**What is needed**
Print exactly the lines below between the line holding "writer.send(Message::Close(frame)).await?;" and the line holding "use futures_util::FutureExt;", inclusive, and nothing more.
Data to use: Begin
use std::sync::Arc;

use bytes::Bytes;
use futures_util::{SinkExt, StreamExt};
use http::header::{HeaderValue, CONNECTION, SEC_WEBSOCKET_ACCEPT, SEC_WEBSOCKET_PROTOCOL, UPGRADE};
use http::{Response, StatusCode};
use hyper::upgrade::OnUpgrade;
use hyper_util::rt::TokioIo;
use tokio_tungstenite::tungstenite::client::IntoClientRequest;
use tokio_tungstenite::tungstenite::handshake::derive_accept_key;
use tokio_tungstenite::tungstenite::protocol::Role;
use tokio_tungstenite::tungstenite::{Error as WsError, Message};
use tokio_tungstenite::{Connector, WebSocketStream};
use tracing::{debug, warn};

use crate::error::InterceptError;
use crate::http::context::{RequestSnapshot, Scheme};
use crate::http::dispatch::DispatchOptions;
use crate::http::headers::HeaderCollection;
use crate::http::hooks::WebSocketHook;
use crate::http::HttpShared;
use crate::stream::io::{empty_body, ProxyBody};

/// Which peer sent a message.
#[derive(Debug, Clone, Copy, PartialEq, Eq)]
pub enum Direction {
    Client,
    Server,
}

#[derive(Debug, Clone, PartialEq, Eq)]
pub enum Payload {
    Text(String),
    Binary(Bytes),
}

impl Payload {
    fn into_message(self) -> Message {
        match self {
            Payload::Text(text) => Message::text(text),
            Payload::Binary(data) => Message::binary(data),
        }
    }
}

/// Handshake headers renegotiated by the outbound client instead of forwarded.
const HANDSHAKE_HEADERS: [&str; 8] = [
    "host",
    "connection",
    "upgrade",
    "sec-websocket-key",
    "sec-websocket-version",
    "sec-websocket-extensions",
    "content-length",
    "transfer-encoding",
];

/// Open the upstream WebSocket, answer the client with `101 Switching Protocols` and relay
/// messages once the client side upgrade completes.
pub(crate) async fn bridge(
    options: &DispatchOptions,
    scheme: Scheme,
    client_key: Option<HeaderValue>,
    on_upgrade: OnUpgrade,
    snapshot: Arc<RequestSnapshot>,
    shared: &HttpShared,
) -> Result<Response<ProxyBody>, InterceptError> {
    let client_key = client_key
        .ok_or_else(|| InterceptError::BadHeader("missing sec-websocket-key".to_owned()))?;

    let url = format!(
        "{}://{}{}",
        scheme.websocket(),
        options.authority(scheme),
        options.path
    );
    let mut request = url.as_str().into_client_request()?;

    let headers: HeaderCollection = options.header_collection()?;
    for (name, value) in headers.iter() {
        if HANDSHAKE_HEADERS.contains(&name.as_str()) {
            continue;
        }
        request.headers_mut().append(name.clone(), value.clone());
    }

    let connector = match scheme {
        Scheme::Https => Some(Connector::Rustls(shared.upstream.config(false))),
        Scheme::Http => Some(Connector::Plain),
    };

    let timeout = options.timeout(shared.settings.request_timeout_std());
    let (upstream, upstream_response) = tokio::time::timeout(
        timeout,
        tokio_tungstenite::connect_async_tls_with_config(
            request,
            None,
            shared.settings.tcp_nodelay,
            connector,
        ),
    )
    .await??;

    let hook = shared.state.read().await.websocket_hook.clone();
    tokio::spawn(async move {
        let upgraded = match on_upgrade.await {
            Ok(upgraded) => upgraded,
            Err(err) => {
                debug!(target: "http", "websocket upgrade of {url} failed: {err}");
                return;
            }
        };

        let client = WebSocketStream::from_raw_socket(TokioIo::new(upgraded), Role::Server, None).await;
        if let Err(err) = relay(client, upstream, snapshot, hook).await {
            debug!(target: "http", "websocket relay for {url} ended: {err}");
        }
    });

    let mut response = Response::new(empty_body());
    *response.status_mut() = StatusCode::SWITCHING_PROTOCOLS;
    let headers = response.headers_mut();
    headers.insert(CONNECTION, HeaderValue::from_static("Upgrade"));
    headers.insert(UPGRADE, HeaderValue::from_static("websocket"));
    headers.insert(
        SEC_WEBSOCKET_ACCEPT,
        HeaderValue::from_str(&derive_accept_key(client_key.as_bytes()))
            .map_err(|_| InterceptError::BadHeader("sec-websocket-accept".to_owned()))?,
    );
    if let Some(protocol) = upstream_response.headers().get(SEC_WEBSOCKET_PROTOCOL) {
        headers.insert(SEC_WEBSOCKET_PROTOCOL, protocol.clone());
    }

    Ok(response)
}

/// Both directions share one lifetime: whichever ends first closes the other.
async fn relay<C, U>(
    client: WebSocketStream<C>,
    upstream: WebSocketStream<U>,
    snapshot: Arc<RequestSnapshot>,
    hook: Option<Arc<dyn WebSocketHook>>,
) -> Result<(), WsError>
where
    C: tokio::io::AsyncRead + tokio::io::AsyncWrite + Unpin,
    U: tokio::io::AsyncRead + tokio::io::AsyncWrite + Unpin,
{
    let (mut client_tx, mut client_rx) = client.split();
    let (mut upstream_tx, mut upstream_rx) = upstream.split();
    let hook = hook.as_deref();

    let result = tokio::select! {
        r = relay_messages(&mut client_rx, &mut upstream_tx, Direction::Client, &snapshot, hook) => r,
        r = relay_messages(&mut upstream_rx, &mut client_tx, Direction::Server, &snapshot, hook) => r,
    };

    let _ = client_tx.close().await;
    let _ = upstream_tx.close().await;
    result
}

async fn relay_messages<R, W>(
    reader: &mut R,
    writer: &mut W,
    direction: Direction,
    snapshot: &RequestSnapshot,
    hook: Option<&dyn WebSocketHook>,
) -> Result<(), WsError>
where
    R: StreamExt<Item = Result<Message, WsError>> + Unpin,
    W: SinkExt<Message, Error = WsError> + Unpin,
{
    while let Some(message) = reader.next().await {
        let payload = match message? {
            Message::Text(text) => Payload::Text(text.as_str().to_owned()),
            Message::Binary(data) => Payload::Binary(data),
            Message::Close(frame) => {
                writer.send(Message::Close(frame)).await?;
                return Ok(());
            }
            // Answered by tungstenite for each side separately.
            Message::Ping(_) | Message::Pong(_) | Message::Frame(_) => continue,
        };

        let payload = match hook {
            None => payload,
            Some(hook) => match hook.on_message(snapshot, direction, &payload).await {
                Ok(Some(replacement)) => replacement,
                Ok(None) => payload,
                Err(err) => {
                    warn!(target: "http", "websocket hook failed, dropping {direction:?} message: {err:#}");
                    continue;
                }
            },
        };

        writer.send(payload.into_message()).await?;
    }

    Ok(())
}

#[cfg(test)]
mod tests {
    use super::*;
    use crate::http::context::RequestContext;
    use crate::http::hooks::websocket_hook;
    use futures_util::FutureExt;
    use http::Method;

    #[tokio::test]
    async fn test_relay_applies_hook_per_direction() {
        let (client_io, client_peer) = tokio::io::duplex(4096);
        let (upstream_io, upstream_peer) = tokio::io::duplex(4096);

        let client = WebSocketStream::from_raw_socket(client_io, Role::Server, None).await;
        let upstream = WebSocketStream::from_raw_socket(upstream_io, Role::Client, None).await;
        let mut browser = WebSocketStream::from_raw_socket(client_peer, Role::Client, None).await;
        let mut origin = WebSocketStream::from_raw_socket(upstream_peer, Role::Server, None).await;

        let hook = websocket_hook(|_request, direction, payload| {
            async move {
                Ok::<_, anyhow::Error>(match (direction, payload) {
                    (Direction::Client, Payload::Text(text)) => Some(Payload::Text(text.to_uppercase())),
                    _ => None,
                })
            }
            .boxed()
        });

        let snapshot = Arc::new(RequestContext::new(Method::GET, Scheme::Http, "/ws").snapshot());
        let bridge = tokio::spawn(relay(client, upstream, snapshot, Some(hook)));

        browser.send(Message::text("hello")).await.unwrap();
        browser.send(Message::binary(vec![1u8, 2, 3])).await.unwrap();

        assert_eq!(origin.next().await.unwrap().unwrap(), Message::text("HELLO"));
        assert_eq!(origin.next().await.unwrap().unwrap(), Message::binary(vec![1u8, 2, 3]));

        origin.send(Message::text("from origin")).await.unwrap();
        assert_eq!(browser.next().await.unwrap().unwrap(), Message::text("from origin"));

        browser.close(None).await.unwrap();
        bridge.await.unwrap().unwrap();
    }
}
Data to use: End
**Output**
                writer.send(Message::Close(frame)).await?;
                return Ok(());
            }
            // Answered by tungstenite for each side separately.
            Message::Ping(_) | Message::Pong(_) | Message::Frame(_) => continue,
        };

        let payload = match hook {
            None => payload,
            Some(hook) => match hook.on_message(snapshot, direction, &payload).await {
                Ok(Some(replacement)) => replacement,
                Ok(None) => payload,
                Err(err) => {
                    warn!(target: "http", "websocket hook failed, dropping {direction:?} message: {err:#}");
                    continue;
                }
            },
        };

        writer.send(payload.into_message()).await?;
    }

    Ok(())
}

#[cfg(test)]
mod tests {
    use super::*;
    use crate::http::context::RequestContext;
    use crate::http::hooks::websocket_hook;
    use futures_util::FutureExt;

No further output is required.